The first of the People's Army Liberation Navy Type 052D Luyang III destroyer. PLAN Photo

The first of the People’s Army Liberation Navy Type 052D Luyang III destroyer. PLAN Photo

Can China’s new Type 052D Luyang III destroyers successfully see through the stealth of the Lockheed Martin F-35 Lightning II Joint Strike Fighter?


U.K., Chinese and Russian media report the radar on China’s new destroyer could track and engage the F-35; however it is not clear if such claims have any validity.

Konstantin Sivkov, director of the Russian Academy for Geopolitical Issues, asserted that the destroyer’s active electronically scanned array (AESA) radar system can detect, track and launch weapons against the F-35 at a range of 350 kilometers or about 189 nautical miles, according to a Voice of Russia report.

The Type 052D carries a Type 346 AESA radar and a Type 518 L-band radar paired with the CPMIEC HQ-9B surface-to-air missile defense system. The HQ-9B is thought to have an effective range of about 200 kilometers or roughly 108 nautical miles, according to local press reports.

Doubts are immediately cast upon Sivkov’s claims because of the HQ-9B’s range, but assessment may not be entirely incorrect—particularly if the Type 346 radar is an S-band radar like the Lockheed SPY-1 radar mounted on U.S. Navy Aegis warships.

An image from Chinese media of a H9 missile test shot in 2012.

An image from Chinese media of a H9 missile test shot in 2012.

Tactical fighter-sized stealth aircraft are by necessity optimized to defeat higher-frequency bands such the C, X and Ku bands as a simple matter of physics. There is a “step change” in a low observable (LO) aircraft’s signature once the frequency wavelength exceeds a certain threshold and causes a resonant effect.

Typically, that resonance occurs when a feature on an aircraft—such as a tail-fin — is less than eight times the size of a particular frequency wavelength. Effectively, small stealth aircraft that do not have the size or weight allowances for two feet or more of radar absorbent material coatings on every surface are forced to make trades as to which frequency bands they are optimized for.

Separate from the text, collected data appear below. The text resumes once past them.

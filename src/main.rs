//! splotr command line tool
//!
//! Loads an MPEG audio file and prints what its leading frame header says.

#[cfg(feature = "json")]
use splotr::OutputFormat;
use splotr::{render, Mp3File, ReportOptions};
use std::env;
use std::process;

/// Command line arguments structure
struct Args {
    path: String,
    quiet: bool,
    verbose: bool,
    json: bool,
}

impl Args {
    /// Parse command line arguments
    fn parse() -> Result<Self, String> {
        let args: Vec<String> = env::args().collect();

        let mut quiet = false;
        let mut verbose = false;
        let mut json = false;

        let mut i = 1;

        // Parse options (flags starting with -)
        while i < args.len() && args[i].starts_with('-') && args[i].len() > 1 {
            match args[i].as_str() {
                "-q" => quiet = true,
                "-v" => verbose = true,
                "-j" => json = true,
                "-h" => return Err(String::new()), // Empty error triggers usage display
                other => return Err(format!("Unknown option: {}", other)),
            }
            i += 1;
        }

        let path = match args.get(i) {
            Some(path) => path.clone(),
            None => return Err("too few arguments!".to_string()),
        };

        if i + 1 < args.len() {
            return Err(format!("Unexpected argument: {}", args[i + 1]));
        }

        Ok(Args {
            path,
            quiet,
            verbose,
            json,
        })
    }

    fn report_options(&self) -> Result<ReportOptions, String> {
        let options = ReportOptions::new().verbose(self.verbose);
        if !self.json {
            return Ok(options);
        }

        #[cfg(feature = "json")]
        {
            Ok(options.format(OutputFormat::Json))
        }
        #[cfg(not(feature = "json"))]
        {
            Err("JSON output requires the `json` feature".to_string())
        }
    }
}

/// Print usage information
fn print_usage() {
    println!("Usage: splotr [options] <file>");
    println!();
    println!("Options:");
    println!(" -h            this help message");
    println!(" -q            do not print the banner");
    println!(" -v            list every header field");
    println!(" -j            print the header as JSON");
}

/// Prints the banner for when the program starts
fn banner() {
    println!("Splotr v1.0 - sound plotter");
    println!("Written by Ian M. Moffett");
}

fn run(args: &Args, options: &ReportOptions) -> splotr::error::Result<()> {
    let file = Mp3File::load(&args.path).map_err(|err| {
        println!("Could not find {}", args.path);
        err
    })?;

    let header = file.header()?;
    print!("{}", render(&header, options));
    Ok(())
}

fn main() {
    let args = match Args::parse() {
        Ok(args) => args,
        Err(err) => {
            // -q is unknown here, so the banner always comes first
            banner();
            if err.is_empty() {
                print_usage();
            } else {
                eprintln!("Error: {}", err);
                print_usage();
            }
            process::exit(1);
        }
    };

    // Only errors by default, -v adds debug output; RUST_LOG still wins
    let level = if args.verbose {
        log::LevelFilter::Debug
    } else {
        log::LevelFilter::Error
    };
    env_logger::Builder::new()
        .filter_level(level)
        .parse_default_env()
        .format_timestamp(None)
        .format_module_path(false)
        .format_target(false)
        .init();

    let options = match args.report_options() {
        Ok(options) => options,
        Err(err) => {
            eprintln!("Error: {}", err);
            process::exit(1);
        }
    };

    if !args.quiet {
        banner();
    }

    if let Err(err) = run(&args, &options) {
        eprintln!("Error: {}", err);
        process::exit(1);
    }
}
//! Core types for oped.

mod page;
mod summary;

pub use page::*;
pub use summary::*;
//! Assembles selected pages from many PDFs into one output document.

use std::collections::{BTreeMap, BTreeSet};
use std::path::Path;

use lopdf::{dictionary, Dictionary, Document, Object, ObjectId};
use oped_core::error::{OpedError, OpedResult};
use oped_core::traits::PageSink;
use tracing::debug;

use crate::source::LopdfDocument;

/// Page attributes that may live on an ancestor node instead of the page itself.
const INHERITABLE_KEYS: [&[u8]; 4] = [b"Resources", b"MediaBox", b"CropBox", b"Rotate"];

/// Upper bound on parent-chain walks so a cyclic page tree cannot hang us.
const MAX_TREE_DEPTH: usize = 64;

/// Collects pages from source documents and writes them out as a single PDF.
///
/// Incoming documents are renumbered into a shared object space, so pages keep
/// their content streams, fonts and annotations without any id collisions. The
/// original page tree of each source is discarded; the output gets a fresh
/// catalog with one flat `Pages` node.
#[derive(Default)]
pub struct LopdfSink {
    max_id: u32,
    objects: BTreeMap<ObjectId, Object>,
    pages: Vec<(ObjectId, Dictionary)>,
}

impl LopdfSink {
    pub fn new() -> Self {
        Self::default()
    }
}

impl PageSink<LopdfDocument> for LopdfSink {
    fn append_pages(&mut self, document: LopdfDocument, indices: &[usize]) -> OpedResult<()> {
        let mut doc = document.into_document();

        doc.renumber_objects_with(self.max_id + 1);
        self.max_id = doc.max_id;

        let page_ids: Vec<ObjectId> = doc.get_pages().into_values().collect();

        let mut staged = Vec::with_capacity(indices.len());
        for &index in indices {
            let page_id = *page_ids
                .get(index)
                .ok_or_else(|| OpedError::page_extraction(index, "page index out of range"))?;
            let dict = resolved_page_dict(&doc, page_id, index)?;
            staged.push((page_id, dict));
        }

        let structural = structural_ids(&doc, &page_ids);
        for (id, object) in doc.objects {
            if !structural.contains(&id) {
                self.objects.insert(id, object);
            }
        }
        self.pages.extend(staged);
        debug!(
            "Queued {} pages, object pool at {} entries",
            indices.len(),
            self.objects.len()
        );
        Ok(())
    }

    fn page_count(&self) -> usize {
        self.pages.len()
    }

    fn write(&mut self, path: &Path) -> OpedResult<()> {
        if self.pages.is_empty() {
            return Err(OpedError::output_write(path, "no pages selected"));
        }

        let mut document = Document::with_version("1.5");
        for (id, object) in &self.objects {
            document.objects.insert(*id, object.clone());
        }

        let pages_id: ObjectId = (self.max_id + 1, 0);
        let catalog_id: ObjectId = (self.max_id + 2, 0);

        let kids: Vec<Object> = self
            .pages
            .iter()
            .map(|(id, _)| Object::Reference(*id))
            .collect();
        for (page_id, dict) in &self.pages {
            let mut page = dict.clone();
            page.set("Parent", pages_id);
            document.objects.insert(*page_id, Object::Dictionary(page));
        }

        let pages_dict = dictionary! {
            "Type" => "Pages",
            "Count" => self.pages.len() as i64,
            "Kids" => kids,
        };
        document.objects.insert(pages_id, Object::Dictionary(pages_dict));
        document.objects.insert(
            catalog_id,
            Object::Dictionary(dictionary! {
                "Type" => "Catalog",
                "Pages" => pages_id,
            }),
        );
        document.trailer.set("Root", catalog_id);
        document.max_id = self.max_id + 2;

        document.renumber_objects();
        document.compress();
        document
            .save(path)
            .map_err(|e| OpedError::output_write(path, e.to_string()))?;
        Ok(())
    }
}

/// Clones a page dictionary with inherited attributes copied down onto it.
///
/// The clone is detached from its source page tree, so anything the page used
/// to inherit must be materialized before the `Parent` entry is dropped.
fn resolved_page_dict(doc: &Document, page_id: ObjectId, index: usize) -> OpedResult<Dictionary> {
    let page = doc
        .get_object(page_id)
        .ok()
        .and_then(|object| object.as_dict().ok())
        .ok_or_else(|| OpedError::page_extraction(index, "page object is not a dictionary"))?;

    let mut dict = page.clone();
    for key in INHERITABLE_KEYS {
        if dict.get(key).is_err() {
            if let Some(value) = inherited_attribute(doc, page_id, key) {
                dict.set(key, value);
            }
        }
    }
    dict.remove(b"Parent");
    Ok(dict)
}

/// Walks up the page tree looking for an attribute the page did not carry itself.
fn inherited_attribute(doc: &Document, page_id: ObjectId, key: &[u8]) -> Option<Object> {
    let mut current = parent_of(doc, page_id)?;
    for _ in 0..MAX_TREE_DEPTH {
        let dict = doc.get_object(current).ok()?.as_dict().ok()?;
        if let Ok(value) = dict.get(key) {
            return Some(value.clone());
        }
        current = dict.get(b"Parent").ok()?.as_reference().ok()?;
    }
    None
}

fn parent_of(doc: &Document, id: ObjectId) -> Option<ObjectId> {
    doc.get_object(id)
        .ok()?
        .as_dict()
        .ok()?
        .get(b"Parent")
        .ok()?
        .as_reference()
        .ok()
}

/// Ids belonging to the source's page tree skeleton rather than page content.
///
/// The output document grows its own catalog and `Pages` node, so the source's
/// versions must not leak into the shared object pool. Page dictionaries are
/// structural too: the resolved clones are inserted separately at write time.
fn structural_ids(doc: &Document, page_ids: &[ObjectId]) -> BTreeSet<ObjectId> {
    let mut structural: BTreeSet<ObjectId> = page_ids.iter().copied().collect();
    for &page_id in page_ids {
        let mut current = page_id;
        for _ in 0..MAX_TREE_DEPTH {
            match parent_of(doc, current) {
                Some(parent) => {
                    if !structural.insert(parent) {
                        break;
                    }
                    current = parent;
                }
                None => break,
            }
        }
    }
    if let Ok(root) = doc.trailer.get(b"Root").and_then(|object| object.as_reference()) {
        structural.insert(root);
    }
    structural
}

However, while there is a step change in a stealth fighter’s radar cross-section when it is operating against lower-frequency radars such as the S or L band, there are many factors that are involved in detecting and tracking a low observable aircraft.

Much depends on the range of the aircraft to the radar transmitter and the strength of the omni-directional return from the target aircraft as a result of the resonance effect.

Even with the resonance effect, there may not be a strong enough return to track a stealth aircraft like the F-35 from a tactically significant distance.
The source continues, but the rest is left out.